One needs a PhD and several postdocs on the topic to get it nearly right...

I managed to get at least the paths close to right (in the fixed-drs-paths branch), rebuilding the directory structure and linking the files from the faulty one. With this, I could plot all simulations together:

https://raw.githubusercontent.com/FPS-URB-RCC/STAGE-0_Analysis/refs/heads/fixed-drs-path/docs/CORDEX_FPSURBRCC_DKRZ_varlist.png

The image is devastating, as the matrix should be packed with blue squares. It allows to easily identify naming problems. If your model contributes to make the matrix sparse, you very likely have problems with your data.

yoselita · 2024-12-05T10:14:42Z

@jesusff one suggestion would be to create the same table only with the requested variables from fpsurbrcc following the data-request table, and to compare what we have and what we should have. The groups shared the non-requested variables, and with different names, therefore so many gaps I guess.

see #18 #11

LluisFB · 2024-12-05T14:52:11Z

So, to understand the figure, the more blue, the better the postprocess?
If one cell is not colored, it does not mean that the variable is not present, is that there is an issue with any of N-requirements of the CMORization?

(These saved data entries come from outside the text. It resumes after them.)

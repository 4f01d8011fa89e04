//! Run Panel use case
//!
//! Selects a panel (the best agent plus its runners-up), asks every member
//! the question concurrently and synthesizes their answers.

use crate::config::BehaviorConfig;
use crate::ports::agent_search::AgentSearchPort;
use crate::ports::agent_store::AgentStorePort;
use crate::ports::llm_gateway::{GatewayError, LlmGateway};
use crate::ports::progress::{NoProgress, ProgressNotifier};
use crate::use_cases::select_agent::{AgentSelection, SelectAgentError, SelectAgentUseCase};
use crate::use_cases::synthesize_responses::SynthesizeResponsesUseCase;
use panel_domain::{
    Agent, AgentResponse, Model, Phase, PromptTemplate, SynthesisContext, SynthesisError,
    SynthesizedResponse, UserPreferences,
};
use serde::Serialize;
use serde_json::json;
use std::sync::Arc;
use thiserror::Error;
use tokio::task::JoinSet;
use tracing::{debug, info, warn};

/// Default number of agents asked in a panel
pub const DEFAULT_PANEL_SIZE: usize = 3;

/// Errors that can occur during a panel run
#[derive(Error, Debug)]
pub enum RunPanelError {
    #[error(transparent)]
    Selection(#[from] SelectAgentError),

    #[error("All {0} panel members failed to respond")]
    AllAgentsFailed(usize),

    #[error(transparent)]
    Synthesis(#[from] SynthesisError),
}

/// Input for the RunPanel use case
#[derive(Debug, Clone)]
pub struct RunPanelInput {
    pub question: String,
    /// Selected agent plus up to `panel_size - 1` alternates
    pub panel_size: usize,
    /// Named synthesis strategy; automatic when `None` or unknown
    pub strategy: Option<String>,
    pub preferences: UserPreferences,
}

impl RunPanelInput {
    pub fn new(question: impl Into<String>) -> Self {
        Self {
            question: question.into(),
            panel_size: DEFAULT_PANEL_SIZE,
            strategy: None,
            preferences: UserPreferences::default(),
        }
    }

    pub fn with_panel_size(mut self, size: usize) -> Self {
        self.panel_size = size.max(1);
        self
    }

    pub fn with_strategy(mut self, strategy: impl Into<String>) -> Self {
        self.strategy = Some(strategy.into());
        self
    }

    pub fn with_preferences(mut self, preferences: UserPreferences) -> Self {
        self.preferences = preferences;
        self
    }
}

/// Everything a panel run produced
#[derive(Debug, Clone, Serialize)]
pub struct PanelOutcome {
    pub selection: AgentSelection,
    /// Successful answers, in panel order
    pub responses: Vec<AgentResponse>,
    pub synthesis: SynthesizedResponse,
}

/// Use case for answering a question with a panel of agents
pub struct RunPanelUseCase<G, S, F>
where
    G: LlmGateway + 'static,
    S: AgentSearchPort + 'static,
    F: AgentStorePort + 'static,
{
    gateway: Arc<G>,
    model: Model,
    selector: SelectAgentUseCase<G, S, F>,
    synthesizer: SynthesizeResponsesUseCase,
    behavior: BehaviorConfig,
}

impl<G, S, F> RunPanelUseCase<G, S, F>
where
    G: LlmGateway + 'static,
    S: AgentSearchPort + 'static,
    F: AgentStorePort + 'static,
{
    pub fn new(
        gateway: Arc<G>,
        model: Model,
        selector: SelectAgentUseCase<G, S, F>,
        synthesizer: SynthesizeResponsesUseCase,
    ) -> Self {
        Self {
            gateway,
            model,
            selector,
            synthesizer,
            behavior: BehaviorConfig::default(),
        }
    }

    pub fn with_behavior(mut self, behavior: BehaviorConfig) -> Self {
        self.behavior = behavior;
        self
    }

    /// Execute the use case with default (no-op) progress
    pub async fn execute(&self, input: RunPanelInput) -> Result<PanelOutcome, RunPanelError> {
        self.execute_with_progress(input, &NoProgress).await
    }

    /// Execute the use case with progress callbacks
    pub async fn execute_with_progress(
        &self,
        input: RunPanelInput,
        progress: &dyn ProgressNotifier,
    ) -> Result<PanelOutcome, RunPanelError> {
        let selection = self
            .selector
            .execute_with_progress(&input.question, progress)
            .await?;

        let panel = panel_members(&selection, input.panel_size);
        info!("Starting panel with {} agents", panel.len());

        let responses = self.phase_generate(&input.question, panel, progress).await?;

        progress.on_phase_start(&Phase::Synthesize, 1);
        let context = SynthesisContext {
            query: Some(input.question.clone()),
            user_preferences: input.preferences.clone(),
        };
        let synthesis = self
            .synthesizer
            .execute(&responses, &context, input.strategy.as_deref());
        progress.on_task_complete(
            &Phase::Synthesize,
            synthesis
                .as_ref()
                .map(|s| s.metadata.strategy.as_str())
                .unwrap_or("none"),
            synthesis.is_ok(),
        );
        progress.on_phase_complete(&Phase::Synthesize);

        Ok(PanelOutcome {
            selection,
            responses,
            synthesis: synthesis?,
        })
    }

    /// Ask every panel member in parallel; failures are dropped with a warning.
    async fn phase_generate(
        &self,
        question: &str,
        panel: Vec<(Agent, f64)>,
        progress: &dyn ProgressNotifier,
    ) -> Result<Vec<AgentResponse>, RunPanelError> {
        progress.on_phase_start(&Phase::Generate, panel.len());
        let panel_size = panel.len();

        let mut join_set = JoinSet::new();
        for (index, (agent, score)) in panel.into_iter().enumerate() {
            let gateway = Arc::clone(&self.gateway);
            let model = self.model.clone();
            let behavior = self.behavior.clone();
            let question = question.to_string();

            join_set.spawn(async move {
                let result = behavior
                    .within_deadline(Self::ask_agent(&gateway, &model, &agent, &question))
                    .await
                    .unwrap_or(Err(GatewayError::Timeout));
                (index, agent, score, result)
            });
        }

        let mut answered = Vec::new();
        while let Some(result) = join_set.join_next().await {
            match result {
                Ok((index, agent, score, Ok(content))) => {
                    debug!("Agent {} responded", agent.id);
                    progress.on_task_complete(&Phase::Generate, &agent.display_name, true);
                    let response = AgentResponse::new(&agent.id, content, score)
                        .with_agent_name(&agent.display_name)
                        .with_metadata("tier", json!(agent.tier));
                    answered.push((index, response));
                }
                Ok((_, agent, _, Err(e))) => {
                    warn!("Agent {} failed: {}", agent.id, e);
                    progress.on_task_complete(&Phase::Generate, &agent.display_name, false);
                }
                Err(e) => {
                    warn!("Task join error: {}", e);
                }
            }
        }
        progress.on_phase_complete(&Phase::Generate);

        if answered.is_empty() {
            return Err(RunPanelError::AllAgentsFailed(panel_size));
        }
        answered.sort_by_key(|(index, _)| *index);
        Ok(answered.into_iter().map(|(_, response)| response).collect())
    }

    async fn ask_agent(
        gateway: &G,
        model: &Model,
        agent: &Agent,
        question: &str,
    ) -> Result<String, GatewayError> {
        let session = gateway
            .create_session_with_system_prompt(model, &PromptTemplate::panel_system(agent))
            .await?;
        session.send(&PromptTemplate::panel_query(question)).await
    }
}

/// The selected agent and up to `size - 1` alternates, each with its ranking score.
fn panel_members(selection: &AgentSelection, size: usize) -> Vec<(Agent, f64)> {
    let result = &selection.selection;
    std::iter::once((result.selected_agent.clone(), result.confidence))
        .chain(
            result
                .alternate_agents
                .iter()
                .map(|ranking| (ranking.agent.clone(), ranking.score)),
        )
        .take(size.max(1))
        .collect()
}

LluisFB · 2024-12-05T14:55:45Z

Also, maybe this should be another thread, but again, in order to recognize if a variable is instantaneous or statistically retrieved, one need to open the file and retrieve this information from the attributes, cell_methods, etc...? This is not directly inferred from the name of the file.
For example in ESGF, monthly values are recognized as:
tasmax_Amon_ACCESS-CM2_historical_r1i1p1f1_gn_185001-201412.nc
This is not our case

yoselita · 2024-12-05T15:15:46Z

All the experiments provide a table with the list of variables that are required by the experiment (CORDEX, FPSCONV, FPS-URBAN etc.). In this table for FPS-URBAN it is explicitly indicated in which form the variable are required to be shaped (column ag). Sometimes it happens that the model provides instantaneous values, but accumulated form is required. In WRF an example for this is surface fluxes - in case of hfss the variable is calculated from HFX like - [HFX(time1)+HFX(time2)]/2.
The idea is that everybody follow these specification, and the final user will know by looking in the table (ag colummn) if the variable is accumulated or instantaneous. Everybody should do the same, so that variables can be comparable.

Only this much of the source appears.